I've not been here too much because it's so hard for me to sit. Pain is burning and deep ache and pressure. Anyone ever have this? I really have a pain in the a$$...:HistericalSmiley:


----------



## Maglily (Feb 3, 2009)

Sciatica maybe??


----------



## KAG (Jun 1, 2006)

Oh, Dianne {and Brenda}. I feel your pain. I'm almost 100% now. For me it started March 1st. It was 16 days of excruciating pain before I even went to a doctor. I had an xray and doctor thought pinched nerve. I took oral steroids for 6 days only because I knew it would help with inflammation. Thank God I had pain meds at home. I had to pee in the shower and rinse off because I couldn't sit or bend. I was stuck on my bed for hours because I couldn't get out, slide out, anything. I'm still sleeping on my couch because I'm afraid the pain will happen again.

I'm having a weekly massage and PT twice a week. Both women feel it's my SI joint {sacrum}, and not a pinched nerve. I've been taking hot baths with lavender epsom salts. 

This has never happened to me to this extent. I must be feeling better because I'm beginning to lose patience and can't relax. I'm sick of people asking me how I feel and actually telling them every little ache and pain. Enough already!!! 

On the other hand, it's nice to take care and do something for myself. So...

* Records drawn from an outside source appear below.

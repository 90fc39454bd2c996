//! vtgrid core - platform-independent terminal screen model
//!
//! This crate provides the screen state a VT-style terminal interprets
//! parsed actions into:
//! - Grid of cells carrying characters, combining marks and attributes
//! - Per-buffer cursors for the primary and alternate screens
//! - Bounded scrollback history
//! - Mode flags, palette and per-row dirty tracking
//!
//! Given the same sequence of operations the screen always ends up in the
//! same state.

mod cell;
mod charset;
mod color;
mod cursor;
mod dirty;
mod grid;
mod line;
mod modes;
mod screen;
mod scrollback;
mod snapshot;

pub use cell::{char_width, Cell, CellAttributes, CellWidth, StyleFlags, MAX_COMBINING};
pub use charset::{Charset, CharsetState};
pub use color::{
    parse_color_spec, xterm_color, Color, Palette, ParseColorError, Rgb, DEFAULT_BACKGROUND,
    DEFAULT_FOREGROUND,
};
pub use cursor::{Cursor, CursorStyle, SavedCursor};
pub use dirty::DirtyRows;
pub use grid::Grid;
pub use line::Line;
pub use modes::Modes;
pub use screen::{Screen, MAX_TITLE_LEN};
pub use scrollback::{Scrollback, DEFAULT_SCROLLBACK_LIMIT};
pub use snapshot::{
    Snapshot, SnapshotAttrSpan, SnapshotCursor, SnapshotDimensions, SnapshotLine, SnapshotModes,
};

/// Terminal dimensions
#[derive(Debug, Clone, Copy, PartialEq, Eq, Hash)]
pub struct Dimensions {
    pub cols: usize,
    pub rows: usize,
}

impl Dimensions {
    pub fn new(cols: usize, rows: usize) -> Self {
        Self { cols, rows }
    }
}

impl Default for Dimensions {
    fn default() -> Self {
        Self { cols: 80, rows: 24 }
    }
}

#[cfg(test)]
mod tests {
    use super::*;

    #[test]
    fn test_dimensions_default() {
        let dims = Dimensions::default();
        assert_eq!(dims.cols, 80);
        assert_eq!(dims.rows, 24);
    }
}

I truly hope you feel better. If not, go see an orthopedist. 
xoxoxoxoxooxoxoxooxox


----------



## Rocky's Mom (Apr 10, 2010)

OH Kerry, you poor thing. When I take four ibeprophen the pain eases up so that I can function, but I hate to take that every six to eight hours. I have to though! That is why I have been putting off going to the doctor..they never seem to know what anything is anyway, LOL. My whole butt cheek is achey and burning feeling too...sorry, for anyone else reading this, don't want to get too graphic. :blush: Well maybe there is hope for me, if you feel better.:chili: I will go for massages and take baths too! I think it is my joint sacrum too from what I read on the internet. What does PT do? I'm so glad you are feeling almost 100%. How is Steve doing? I hope well. 



KAG said:


> Oh, Dianne {and Brenda}. I feel your pain. I'm almost 100% now. For me it started March 1st. It was 16 days of excruciating pain before I even went to a doctor. I had an xray and doctor thought pinched nerve. I took oral steroids for 6 days only because I knew it would help with inflammation. Thank God I had pain meds at home. I had to pee in the shower and rinse off because I couldn't sit or bend. I was stuck on my bed for hours because I couldn't get out, slide out, anything. I'm still sleeping on my couch because I'm afraid the pain will happen again.
> 
> I'm having a weekly massage and PT twice a week. Both women feel it's my SI joint {sacrum}, and not a pinched nerve. I've been taking hot baths with lavender epsom salts.
> 
> ...


----------



## Rocky's Mom (Apr 10, 2010)

It doesn't feel like sciatica...I've had that before. Thanks Brenda...



Maglily said:


> Sciatica maybe??


----------



## donnad (Aug 22, 2006)

Whatever it is, I hope you feel better soon.


----------



## Snowbody (Jan 3, 2009)

Dianne - I so sorry you've got a pain in the *** and it's not your DH. :new_shocked: :HistericalSmiley: I had something like that once or twice (not the husband PIA) before. It would usually come after I was sitting in an odd position - like on a plane, sort of where the cheeks are uneven. :blush: I ended up going to my chiropractor - who is a non-force chiropractor so not cracking-- it it helped. I think my husband (the runner) said there's some muscle running right across the butt and maybe coming from the quads (not sure about this) that may have been the cause since he was able to immediately go right to it and say "Does that hurt?" "Oh yeah.":w00t: It is all gone now and i just try to make sure if I sit anywhere that it's on a level surface. Feel better.


----------



## KAG (Jun 1, 2006)

Rocky's Mom said:


> OH Kerry, you poor thing. When I take four ibeprophen the pain eases up so that I can function, but I hate to take that every six to eight hours. I have to though! That is why I have been putting off going to the doctor..they never seem to know what anything is anyway, LOL. My whole butt cheek is achey and burning feeling too...sorry, for anyone else reading this, don't want to get too graphic. :blush: Well maybe there is hope for me, if you feel better.:chili: I will go for massages and take baths too! I think it is my joint sacrum too from what I read on the internet. What does PT do? I'm so glad you are feeling almost 100%. How is Steve doing? I hope well.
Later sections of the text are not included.